Start of Records to use

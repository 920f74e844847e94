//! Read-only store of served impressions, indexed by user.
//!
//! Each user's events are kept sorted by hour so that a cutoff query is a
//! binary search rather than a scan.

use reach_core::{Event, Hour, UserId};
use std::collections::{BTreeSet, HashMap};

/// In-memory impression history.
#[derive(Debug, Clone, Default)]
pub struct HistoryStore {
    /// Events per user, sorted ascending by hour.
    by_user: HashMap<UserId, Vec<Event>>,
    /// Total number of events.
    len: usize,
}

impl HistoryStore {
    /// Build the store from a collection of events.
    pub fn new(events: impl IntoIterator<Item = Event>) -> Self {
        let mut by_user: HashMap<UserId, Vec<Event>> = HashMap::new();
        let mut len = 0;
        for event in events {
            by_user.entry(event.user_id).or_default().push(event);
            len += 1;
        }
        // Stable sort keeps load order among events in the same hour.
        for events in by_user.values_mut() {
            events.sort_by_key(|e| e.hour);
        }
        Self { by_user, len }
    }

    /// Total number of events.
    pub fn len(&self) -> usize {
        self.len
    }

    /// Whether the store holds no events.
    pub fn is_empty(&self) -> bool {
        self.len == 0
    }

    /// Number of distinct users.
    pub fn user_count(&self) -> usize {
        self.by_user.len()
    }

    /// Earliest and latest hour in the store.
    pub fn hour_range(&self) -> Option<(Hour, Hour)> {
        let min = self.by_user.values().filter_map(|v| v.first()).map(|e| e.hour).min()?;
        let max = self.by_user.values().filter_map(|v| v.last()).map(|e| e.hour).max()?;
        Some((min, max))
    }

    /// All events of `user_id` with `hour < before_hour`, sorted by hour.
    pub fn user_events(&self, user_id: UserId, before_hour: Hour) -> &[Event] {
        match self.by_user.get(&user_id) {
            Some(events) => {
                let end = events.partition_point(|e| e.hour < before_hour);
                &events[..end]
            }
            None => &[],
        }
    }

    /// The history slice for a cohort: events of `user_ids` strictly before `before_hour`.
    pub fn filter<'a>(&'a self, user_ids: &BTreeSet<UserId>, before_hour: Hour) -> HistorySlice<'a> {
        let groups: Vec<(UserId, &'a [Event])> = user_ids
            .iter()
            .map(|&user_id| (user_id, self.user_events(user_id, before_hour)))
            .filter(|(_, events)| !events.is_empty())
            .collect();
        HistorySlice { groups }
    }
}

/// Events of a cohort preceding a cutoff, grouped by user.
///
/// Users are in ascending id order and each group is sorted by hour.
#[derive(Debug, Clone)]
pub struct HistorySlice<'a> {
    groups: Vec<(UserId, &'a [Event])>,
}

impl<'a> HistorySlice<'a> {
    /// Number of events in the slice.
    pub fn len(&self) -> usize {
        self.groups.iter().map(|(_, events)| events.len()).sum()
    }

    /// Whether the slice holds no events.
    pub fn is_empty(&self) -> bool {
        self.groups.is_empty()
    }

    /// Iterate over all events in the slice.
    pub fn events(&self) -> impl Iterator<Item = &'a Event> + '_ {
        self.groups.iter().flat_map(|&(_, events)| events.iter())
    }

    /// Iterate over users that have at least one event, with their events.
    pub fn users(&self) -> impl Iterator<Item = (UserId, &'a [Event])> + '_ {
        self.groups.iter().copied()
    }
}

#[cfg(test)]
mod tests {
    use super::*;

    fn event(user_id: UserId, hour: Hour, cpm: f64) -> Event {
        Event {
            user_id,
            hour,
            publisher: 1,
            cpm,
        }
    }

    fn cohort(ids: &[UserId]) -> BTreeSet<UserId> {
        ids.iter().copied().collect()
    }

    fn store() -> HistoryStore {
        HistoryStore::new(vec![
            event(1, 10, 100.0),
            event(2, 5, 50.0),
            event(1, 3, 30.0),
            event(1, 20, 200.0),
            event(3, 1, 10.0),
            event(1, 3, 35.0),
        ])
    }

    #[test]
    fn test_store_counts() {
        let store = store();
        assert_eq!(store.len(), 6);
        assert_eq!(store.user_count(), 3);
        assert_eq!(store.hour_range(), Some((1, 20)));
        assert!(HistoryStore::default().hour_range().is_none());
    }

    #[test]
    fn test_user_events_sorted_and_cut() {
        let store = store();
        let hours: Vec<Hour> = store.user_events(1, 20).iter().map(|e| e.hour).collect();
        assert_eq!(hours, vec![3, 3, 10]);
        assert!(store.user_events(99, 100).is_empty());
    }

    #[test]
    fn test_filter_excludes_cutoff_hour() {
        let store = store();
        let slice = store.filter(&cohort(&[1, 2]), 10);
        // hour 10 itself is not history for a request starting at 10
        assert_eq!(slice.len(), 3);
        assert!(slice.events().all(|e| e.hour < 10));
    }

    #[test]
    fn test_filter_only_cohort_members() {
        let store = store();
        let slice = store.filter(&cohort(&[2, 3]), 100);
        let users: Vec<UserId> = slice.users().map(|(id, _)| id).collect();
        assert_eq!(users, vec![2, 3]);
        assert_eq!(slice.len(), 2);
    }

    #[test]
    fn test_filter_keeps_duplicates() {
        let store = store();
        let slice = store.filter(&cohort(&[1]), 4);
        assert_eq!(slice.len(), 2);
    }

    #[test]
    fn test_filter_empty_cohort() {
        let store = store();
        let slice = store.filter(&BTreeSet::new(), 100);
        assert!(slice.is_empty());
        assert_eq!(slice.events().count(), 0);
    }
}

End of Records to use
Start of Records to use

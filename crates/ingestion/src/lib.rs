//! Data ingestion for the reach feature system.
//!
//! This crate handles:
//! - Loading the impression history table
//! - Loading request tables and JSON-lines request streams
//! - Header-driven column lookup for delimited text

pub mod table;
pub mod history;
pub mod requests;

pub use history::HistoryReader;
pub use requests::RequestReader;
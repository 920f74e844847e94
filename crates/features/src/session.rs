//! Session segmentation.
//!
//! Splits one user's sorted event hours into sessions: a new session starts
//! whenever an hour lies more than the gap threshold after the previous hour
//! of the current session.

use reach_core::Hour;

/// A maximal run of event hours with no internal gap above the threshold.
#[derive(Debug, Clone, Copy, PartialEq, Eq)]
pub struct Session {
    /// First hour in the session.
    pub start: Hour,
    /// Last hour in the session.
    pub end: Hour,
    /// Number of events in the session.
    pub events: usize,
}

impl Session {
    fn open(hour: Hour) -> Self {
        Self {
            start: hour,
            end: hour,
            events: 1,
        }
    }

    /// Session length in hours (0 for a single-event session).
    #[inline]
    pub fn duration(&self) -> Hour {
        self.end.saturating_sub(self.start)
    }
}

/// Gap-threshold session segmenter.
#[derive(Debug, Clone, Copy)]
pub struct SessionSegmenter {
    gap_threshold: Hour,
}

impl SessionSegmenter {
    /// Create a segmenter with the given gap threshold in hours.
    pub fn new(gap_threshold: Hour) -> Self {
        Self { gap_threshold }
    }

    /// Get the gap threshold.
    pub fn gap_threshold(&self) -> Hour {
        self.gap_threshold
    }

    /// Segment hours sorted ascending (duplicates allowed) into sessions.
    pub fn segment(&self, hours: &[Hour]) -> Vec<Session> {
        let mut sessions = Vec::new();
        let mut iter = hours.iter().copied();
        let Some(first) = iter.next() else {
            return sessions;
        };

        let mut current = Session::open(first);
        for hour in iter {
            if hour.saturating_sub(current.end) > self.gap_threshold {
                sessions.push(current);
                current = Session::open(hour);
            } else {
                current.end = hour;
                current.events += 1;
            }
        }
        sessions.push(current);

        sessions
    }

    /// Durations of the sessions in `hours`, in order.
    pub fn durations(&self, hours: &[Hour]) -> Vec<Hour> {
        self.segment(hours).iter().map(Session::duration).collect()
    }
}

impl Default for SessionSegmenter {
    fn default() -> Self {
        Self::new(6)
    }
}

End of Records to use
Start of Records to use

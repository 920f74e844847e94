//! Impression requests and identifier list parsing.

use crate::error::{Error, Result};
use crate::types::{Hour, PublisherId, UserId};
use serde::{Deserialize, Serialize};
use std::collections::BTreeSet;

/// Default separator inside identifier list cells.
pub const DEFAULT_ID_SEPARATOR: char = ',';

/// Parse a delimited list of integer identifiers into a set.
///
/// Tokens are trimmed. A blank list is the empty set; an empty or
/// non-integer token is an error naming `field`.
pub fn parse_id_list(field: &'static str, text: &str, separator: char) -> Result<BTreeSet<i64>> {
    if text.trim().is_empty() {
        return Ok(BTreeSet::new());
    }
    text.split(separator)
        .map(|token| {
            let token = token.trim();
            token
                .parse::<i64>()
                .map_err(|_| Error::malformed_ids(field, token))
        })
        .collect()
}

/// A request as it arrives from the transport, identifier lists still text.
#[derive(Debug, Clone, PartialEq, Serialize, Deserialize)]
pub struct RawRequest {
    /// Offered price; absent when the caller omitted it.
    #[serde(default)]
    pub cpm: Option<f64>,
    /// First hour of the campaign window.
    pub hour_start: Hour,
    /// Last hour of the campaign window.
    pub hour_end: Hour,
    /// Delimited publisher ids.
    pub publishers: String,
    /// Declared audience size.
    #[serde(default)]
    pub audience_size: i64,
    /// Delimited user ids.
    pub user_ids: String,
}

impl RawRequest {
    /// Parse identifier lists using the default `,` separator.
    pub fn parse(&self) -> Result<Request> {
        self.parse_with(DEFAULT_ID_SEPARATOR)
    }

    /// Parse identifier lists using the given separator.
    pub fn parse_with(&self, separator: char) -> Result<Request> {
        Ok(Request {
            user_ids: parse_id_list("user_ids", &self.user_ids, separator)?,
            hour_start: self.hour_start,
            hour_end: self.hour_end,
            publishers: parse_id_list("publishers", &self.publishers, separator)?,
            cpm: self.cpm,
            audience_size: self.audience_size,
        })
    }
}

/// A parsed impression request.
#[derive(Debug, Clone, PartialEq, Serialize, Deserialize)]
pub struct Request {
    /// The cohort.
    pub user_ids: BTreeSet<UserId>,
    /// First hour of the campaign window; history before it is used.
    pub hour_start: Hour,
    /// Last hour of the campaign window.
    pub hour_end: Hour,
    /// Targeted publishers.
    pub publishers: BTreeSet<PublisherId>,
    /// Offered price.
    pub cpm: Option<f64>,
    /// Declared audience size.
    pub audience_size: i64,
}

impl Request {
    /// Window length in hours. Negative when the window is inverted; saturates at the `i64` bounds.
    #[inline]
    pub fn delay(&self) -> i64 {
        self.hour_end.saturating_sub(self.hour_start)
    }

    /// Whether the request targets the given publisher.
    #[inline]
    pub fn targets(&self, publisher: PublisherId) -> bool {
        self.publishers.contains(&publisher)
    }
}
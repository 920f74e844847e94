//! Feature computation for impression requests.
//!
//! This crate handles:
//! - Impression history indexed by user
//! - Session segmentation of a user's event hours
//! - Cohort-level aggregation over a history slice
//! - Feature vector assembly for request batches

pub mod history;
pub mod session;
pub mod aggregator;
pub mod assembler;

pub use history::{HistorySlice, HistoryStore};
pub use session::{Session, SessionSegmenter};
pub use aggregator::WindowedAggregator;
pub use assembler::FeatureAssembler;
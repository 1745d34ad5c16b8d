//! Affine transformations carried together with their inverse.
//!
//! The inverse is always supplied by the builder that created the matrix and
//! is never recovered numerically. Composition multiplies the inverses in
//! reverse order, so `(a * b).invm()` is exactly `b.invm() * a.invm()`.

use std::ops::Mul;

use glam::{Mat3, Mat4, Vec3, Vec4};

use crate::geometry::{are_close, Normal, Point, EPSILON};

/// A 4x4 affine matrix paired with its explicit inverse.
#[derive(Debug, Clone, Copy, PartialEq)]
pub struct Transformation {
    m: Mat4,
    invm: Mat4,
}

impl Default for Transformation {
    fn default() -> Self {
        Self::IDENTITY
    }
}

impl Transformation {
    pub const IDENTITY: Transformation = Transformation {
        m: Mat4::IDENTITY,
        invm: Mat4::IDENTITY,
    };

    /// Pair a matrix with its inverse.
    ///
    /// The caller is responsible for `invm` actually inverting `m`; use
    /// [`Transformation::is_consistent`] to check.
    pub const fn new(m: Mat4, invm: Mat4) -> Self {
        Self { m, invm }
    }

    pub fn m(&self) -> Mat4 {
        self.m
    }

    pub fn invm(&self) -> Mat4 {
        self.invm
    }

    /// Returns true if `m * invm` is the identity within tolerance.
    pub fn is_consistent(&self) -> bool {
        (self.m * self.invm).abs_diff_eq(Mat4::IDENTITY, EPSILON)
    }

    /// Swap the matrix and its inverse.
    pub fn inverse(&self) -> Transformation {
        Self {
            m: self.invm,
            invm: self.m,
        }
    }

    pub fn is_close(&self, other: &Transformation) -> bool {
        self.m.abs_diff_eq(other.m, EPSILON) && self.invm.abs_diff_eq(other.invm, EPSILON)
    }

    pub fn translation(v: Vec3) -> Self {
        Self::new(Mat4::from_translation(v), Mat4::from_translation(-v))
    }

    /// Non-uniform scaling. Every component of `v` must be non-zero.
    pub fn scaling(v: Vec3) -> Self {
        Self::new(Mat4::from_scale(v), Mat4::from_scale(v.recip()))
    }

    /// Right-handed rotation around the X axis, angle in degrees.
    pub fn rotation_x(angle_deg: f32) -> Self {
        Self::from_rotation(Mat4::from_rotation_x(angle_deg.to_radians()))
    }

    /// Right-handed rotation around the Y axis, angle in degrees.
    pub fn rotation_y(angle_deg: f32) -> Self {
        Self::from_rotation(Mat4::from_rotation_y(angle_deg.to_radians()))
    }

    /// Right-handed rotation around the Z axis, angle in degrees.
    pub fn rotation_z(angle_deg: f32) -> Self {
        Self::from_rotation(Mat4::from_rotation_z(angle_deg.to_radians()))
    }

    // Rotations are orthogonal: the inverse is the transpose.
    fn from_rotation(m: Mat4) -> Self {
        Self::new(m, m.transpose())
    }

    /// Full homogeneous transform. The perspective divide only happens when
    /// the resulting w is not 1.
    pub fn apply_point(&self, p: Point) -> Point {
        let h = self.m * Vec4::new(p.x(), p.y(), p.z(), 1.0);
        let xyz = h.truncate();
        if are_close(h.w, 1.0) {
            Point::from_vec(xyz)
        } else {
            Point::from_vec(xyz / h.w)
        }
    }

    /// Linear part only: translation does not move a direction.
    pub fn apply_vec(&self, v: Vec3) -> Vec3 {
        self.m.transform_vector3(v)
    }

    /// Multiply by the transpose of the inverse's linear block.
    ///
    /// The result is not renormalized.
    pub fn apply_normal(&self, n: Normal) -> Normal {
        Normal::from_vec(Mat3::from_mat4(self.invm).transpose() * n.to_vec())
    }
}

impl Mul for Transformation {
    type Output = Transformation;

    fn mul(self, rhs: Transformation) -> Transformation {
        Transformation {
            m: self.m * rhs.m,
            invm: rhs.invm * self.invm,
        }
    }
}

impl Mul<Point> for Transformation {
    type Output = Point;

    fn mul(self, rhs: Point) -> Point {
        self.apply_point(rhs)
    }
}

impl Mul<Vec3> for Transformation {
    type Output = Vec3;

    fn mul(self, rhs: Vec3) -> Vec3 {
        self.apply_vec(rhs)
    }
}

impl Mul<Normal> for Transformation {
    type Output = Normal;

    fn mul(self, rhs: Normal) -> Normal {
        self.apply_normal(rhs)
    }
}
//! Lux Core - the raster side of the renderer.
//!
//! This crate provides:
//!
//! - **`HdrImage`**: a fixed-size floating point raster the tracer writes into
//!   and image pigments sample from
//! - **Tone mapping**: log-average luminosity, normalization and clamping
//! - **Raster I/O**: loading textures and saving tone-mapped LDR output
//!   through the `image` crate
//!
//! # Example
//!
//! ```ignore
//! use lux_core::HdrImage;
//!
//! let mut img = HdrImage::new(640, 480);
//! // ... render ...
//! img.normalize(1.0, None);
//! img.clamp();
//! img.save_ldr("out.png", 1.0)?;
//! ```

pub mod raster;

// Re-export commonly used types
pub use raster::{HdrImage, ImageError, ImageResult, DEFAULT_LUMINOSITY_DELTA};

End of Records to use

— What you are asked to do —
The lines above that hold the word "scaling" should be found and copied out.

— Answer below —
    /// Non-uniform scaling. Every component of `v` must be non-zero.
    pub fn scaling(v: Vec3) -> Self {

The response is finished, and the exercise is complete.